----- Data provided

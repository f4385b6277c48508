#![allow(dead_code)]

use axum::body::{to_bytes, Body};
use axum::http::{HeaderMap, Request, StatusCode};
use axum::Router;
use fake_rest_api::config::{JwtConfig, PutPolicy};
use fake_rest_api::model::item::Item;
use fake_rest_api::model::user::User;
use fake_rest_api::repository::{ItemRepository, MemoryStore, UserRepository};
use fake_rest_api::router::create_router;
use fake_rest_api::service::item_service::{ItemService, ItemServiceImpl};
use fake_rest_api::service::user_service::{UserService, UserServiceImpl};
use fake_rest_api::util::jwt::JwtTokenUtilsImpl;
use serde_json::Value;
use std::sync::Arc;
use tower::ServiceExt; // for .oneshot()

pub fn router_with(item_repo: Arc<dyn ItemRepository>, user_repo: Arc<dyn UserRepository>, policy: PutPolicy) -> Router {
    let item_service: Arc<dyn ItemService> = Arc::new(ItemServiceImpl::new(item_repo, policy));
    let user_service: Arc<dyn UserService> = Arc::new(UserServiceImpl::new(
        user_repo,
        Arc::new(JwtTokenUtilsImpl::new(JwtConfig::default())),
    ));
    create_router(item_service, user_service)
}

pub fn memory_app(policy: PutPolicy, items: Vec<Item>) -> Router {
    router_with(
        Arc::new(MemoryStore::with_records(items)),
        Arc::new(MemoryStore::<User>::new()),
        policy,
    )
}

pub struct TestResponse {
    pub status: StatusCode,
    pub headers: HeaderMap,
    pub raw: Vec<u8>,
    pub body: Value,
}

pub async fn send(app: &Router, method: &str, uri: &str, body: Option<Value>) -> TestResponse {
    let mut builder = Request::builder().method(method).uri(uri);
    let body = match body {
        Some(json) => {
            builder = builder.header("content-type", "application/json");
            Body::from(json.to_string())
        }
        None => Body::empty(),
    };
    send_request(app, builder.body(body).unwrap()).await
}

pub async fn send_raw(app: &Router, method: &str, uri: &str, body: &'static str) -> TestResponse {
    let request = Request::builder()
        .method(method)
        .uri(uri)
        .header("content-type", "application/json")
        .body(Body::from(body))
        .unwrap();
    send_request(app, request).await
}

pub async fn send_request(app: &Router, request: Request<Body>) -> TestResponse {
    let response = app.clone().oneshot(request).await.unwrap();
    let status = response.status();
    let headers = response.headers().clone();
    let raw = to_bytes(response.into_body(), usize::MAX).await.unwrap().to_vec();
    let body = if raw.is_empty() { Value::Null } else { serde_json::from_slice(&raw).unwrap() };
    TestResponse { status, headers, raw, body }
}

----------

=== What to produce ===
Where a line in the entries holds "HeaderMap", copy that line.

=== Task solution ===
use axum::http::{HeaderMap, Request, StatusCode};
    pub headers: HeaderMap,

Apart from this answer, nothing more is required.